I have an INSERT statement which looks like this:

INSERT INTO CLIENT_TABLE
SELECT NAME, SURNAME, AGE FROM CONTACT_TABLE

My example above is a basic one, but is there a way to pass in a SELECT statement and then check the returned column values against what the actual field sizes are?

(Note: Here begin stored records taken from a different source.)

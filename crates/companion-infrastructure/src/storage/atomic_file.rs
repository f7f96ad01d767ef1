//! Atomic file replacement.
//!
//! Every write goes to a hidden temporary file next to the target, is
//! fsynced, then renamed over the target. A crash mid-write leaves either the
//! old file or the new one, never a torn mix.

use serde::{Serialize, de::DeserializeOwned};
use std::fs::{self, File};
use std::io::Write as IoWrite;
use std::marker::PhantomData;
use std::path::{Path, PathBuf};

/// Errors that can occur during atomic file operations.
#[derive(Debug)]
pub enum AtomicFileError {
    /// File I/O error.
    IoError(std::io::Error),
    /// TOML parse error.
    TomlError(toml::de::Error),
    /// TOML serialization error.
    TomlSerError(toml::ser::Error),
}

impl std::fmt::Display for AtomicFileError {
    fn fmt(&self, f: &mut std::fmt::Formatter<'_>) -> std::fmt::Result {
        match self {
            AtomicFileError::IoError(e) => write!(f, "I/O error: {}", e),
            AtomicFileError::TomlError(e) => write!(f, "TOML parse error: {}", e),
            AtomicFileError::TomlSerError(e) => write!(f, "TOML serialization error: {}", e),
        }
    }
}

impl std::error::Error for AtomicFileError {}

impl From<std::io::Error> for AtomicFileError {
    fn from(e: std::io::Error) -> Self {
        AtomicFileError::IoError(e)
    }
}

impl From<toml::de::Error> for AtomicFileError {
    fn from(e: toml::de::Error) -> Self {
        AtomicFileError::TomlError(e)
    }
}

impl From<toml::ser::Error> for AtomicFileError {
    fn from(e: toml::ser::Error) -> Self {
        AtomicFileError::TomlSerError(e)
    }
}

/// Replaces `path` with `contents` via temp file + fsync + rename.
///
/// Creates the parent directory if needed. On failure the temporary file is
/// removed and the previous file, if any, is untouched.
pub fn write_atomic(path: &Path, contents: &[u8]) -> std::io::Result<()> {
    if let Some(parent) = path.parent() {
        if !parent.as_os_str().is_empty() && !parent.exists() {
            fs::create_dir_all(parent)?;
        }
    }

    let tmp_path = temp_path_for(path)?;
    let result = write_and_rename(&tmp_path, path, contents);
    if result.is_err() {
        // Best effort cleanup.
        let _ = fs::remove_file(&tmp_path);
    }
    result
}

fn write_and_rename(tmp_path: &Path, path: &Path, contents: &[u8]) -> std::io::Result<()> {
    let mut tmp_file = File::create(tmp_path)?;
    tmp_file.write_all(contents)?;

    // Ensure data is on disk before it becomes visible under the real name
    tmp_file.sync_all()?;
    drop(tmp_file);

    fs::rename(tmp_path, path)
}

/// Temporary sibling used by [`write_atomic`]: `dir/.name.tmp`.
pub fn temp_path_for(path: &Path) -> std::io::Result<PathBuf> {
    let file_name = path.file_name().ok_or_else(|| {
        std::io::Error::new(std::io::ErrorKind::InvalidInput, "Path has no file name")
    })?;

    let tmp_name = format!(".{}.tmp", file_name.to_string_lossy());
    Ok(match path.parent() {
        Some(parent) => parent.join(tmp_name),
        None => PathBuf::from(tmp_name),
    })
}

/// A TOML document stored with [`write_atomic`].
pub struct TomlFile<T> {
    path: PathBuf,
    _phantom: PhantomData<T>,
}

impl<T> TomlFile<T>
where
    T: Serialize + DeserializeOwned,
{
    pub fn new(path: PathBuf) -> Self {
        Self {
            path,
            _phantom: PhantomData,
        }
    }

    pub fn path(&self) -> &Path {
        &self.path
    }

    /// Loads and parses the file.
    ///
    /// # Returns
    ///
    /// - `Ok(Some(T))`: Successfully loaded and deserialized
    /// - `Ok(None)`: File doesn't exist or is empty
    /// - `Err`: Failed to read or parse the file
    pub fn load(&self) -> Result<Option<T>, AtomicFileError> {
        if !self.path.exists() {
            return Ok(None);
        }

        let content = fs::read_to_string(&self.path)?;

        if content.trim().is_empty() {
            return Ok(None);
        }

        Ok(Some(toml::from_str(&content)?))
    }

    /// Serializes `data` and replaces the file atomically.
    pub fn save(&self, data: &T) -> Result<(), AtomicFileError> {
        let toml_string = toml::to_string_pretty(data)?;
        write_atomic(&self.path, toml_string.as_bytes())?;
        Ok(())
    }
}
//! User domain module.
//!
//! # Module Structure
//!
//! - `model`: User profile snapshot model and the user mode enum
//! - `service`: Collaborator trait and the in-memory profile holder
//!
//! # Usage
//!
//! ```ignore
//! use companion_core::user::{UserProfile, UserMode, UserProfileProvider};
//! ```

mod model;
mod service;

// Re-export public API
pub use model::{UserMode, UserProfile};
pub use service::{InMemoryUserProfile, UserProfileProvider};
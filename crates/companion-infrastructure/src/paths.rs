//! Unified path management for companion files.
//!
//! Settings live under the per-user config directory and the save file under
//! the per-user local data directory, both resolved through the `dirs` crate
//! so every platform gets its conventional location.

use std::path::{Path, PathBuf};

/// Errors that can occur during path resolution.
#[derive(Debug)]
pub enum PathError {
    /// The platform reports no per-user directory of this kind.
    DirNotFound(&'static str),
}

impl std::fmt::Display for PathError {
    fn fmt(&self, f: &mut std::fmt::Formatter<'_>) -> std::fmt::Result {
        match self {
            PathError::DirNotFound(kind) => write!(f, "Cannot find {} directory", kind),
        }
    }
}

impl std::error::Error for PathError {}

/// Default directory name under the platform config and data directories.
pub const DEFAULT_APP_DIR_NAME: &str = "companion";

/// Default save file name.
pub const DEFAULT_SAVE_FILE_NAME: &str = "appSave.cat";

const SETTINGS_FILE_NAME: &str = "persistence.toml";

/// Path resolution for one application directory name.
///
/// # Directory Structure
///
/// ```text
/// ~/.config/companion/         # Config directory
/// └── persistence.toml         # Persistence settings
///
/// ~/.local/share/companion/    # Data directory
/// └── appSave.cat              # Encrypted snapshot
/// ```
///
/// A data directory override replaces the platform data directory entirely,
/// which tests and portable installs use.
#[derive(Debug, Clone)]
pub struct CompanionPaths {
    app_dir_name: String,
    data_dir_override: Option<PathBuf>,
}

impl Default for CompanionPaths {
    fn default() -> Self {
        Self::new(DEFAULT_APP_DIR_NAME)
    }
}

impl CompanionPaths {
    pub fn new(app_dir_name: impl Into<String>) -> Self {
        Self {
            app_dir_name: app_dir_name.into(),
            data_dir_override: None,
        }
    }

    /// Uses `dir` as the data directory instead of the platform one.
    pub fn with_data_dir(mut self, dir: impl Into<PathBuf>) -> Self {
        self.data_dir_override = Some(dir.into());
        self
    }

    pub fn app_dir_name(&self) -> &str {
        &self.app_dir_name
    }

    /// Returns the companion configuration directory (e.g., `~/.config/companion/`).
    pub fn config_dir(&self) -> Result<PathBuf, PathError> {
        dirs::config_dir()
            .map(|dir| dir.join(&self.app_dir_name))
            .ok_or(PathError::DirNotFound("config"))
    }

    /// Returns the per-user application data directory
    /// (e.g., `~/.local/share/companion/`), or the override when set.
    pub fn data_dir(&self) -> Result<PathBuf, PathError> {
        if let Some(dir) = &self.data_dir_override {
            return Ok(dir.clone());
        }
        dirs::data_local_dir()
            .map(|dir| dir.join(&self.app_dir_name))
            .ok_or(PathError::DirNotFound("data"))
    }

    /// Returns the path to the persistence settings file.
    pub fn settings_file(&self) -> Result<PathBuf, PathError> {
        Ok(self.config_dir()?.join(SETTINGS_FILE_NAME))
    }

    /// Returns the path to the save file named `file_name` in the data directory.
    pub fn save_file(&self, file_name: &str) -> Result<PathBuf, PathError> {
        Ok(self.data_dir()?.join(file_name))
    }

    /// Creates the data directory if it does not exist.
    pub fn ensure_data_dir(&self) -> std::io::Result<PathBuf> {
        let dir = self
            .data_dir()
            .map_err(|e| std::io::Error::new(std::io::ErrorKind::NotFound, e.to_string()))?;
        ensure_dir(&dir)?;
        Ok(dir)
    }
}

fn ensure_dir(dir: &Path) -> std::io::Result<()> {
    if !dir.exists() {
        std::fs::create_dir_all(dir)?;
    }
    Ok(())
}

Checking LEN against every column isnt practical. I am looking for something that is automated.

Upvotes: 1

Views: 2903

Answers (5)

Brian Pressler
Brian Pressler

Reputation: 6713

Here is some code to compare two row producing SQL statements to compare the columns. It takes as parameters two row-sets specified with server name, database name, and T-SQL query. It can compare data in different databases and even on different SQL Servers.

--setup parameters
declare @Server1 as varchar(128)
declare @Database1 as varchar(128)
declare @Query1 as varchar(max)
declare @Server2 as varchar(128)
declare @Database2 as varchar(128)
declare @Query2 as varchar(max)
set @Server1 = '(local)'
set @Database1 = 'MyDatabase'
set @Query1 = 'select * from MyTable' --use a select
set @Server2 = '(local)'
set @Database2 = 'MyDatabase2'
set @Query2 = 'exec MyTestProcedure....' --or use a procedure

--calculate statement column differences
declare @SQLStatement1 as varchar(max)
declare @SQLStatement2 as varchar(max)

set @Server1 = replace(@Server1,'''','''''')
set @Database1 = replace(@Database1,'''','''''')
set @Query1 = replace(@Query1,'''','''''')
set @Server2 = replace(@Server2,'''','''''')
set @Database2 = replace(@Database2,'''','''''')
set @Query2 = replace(@Query2,'''','''''')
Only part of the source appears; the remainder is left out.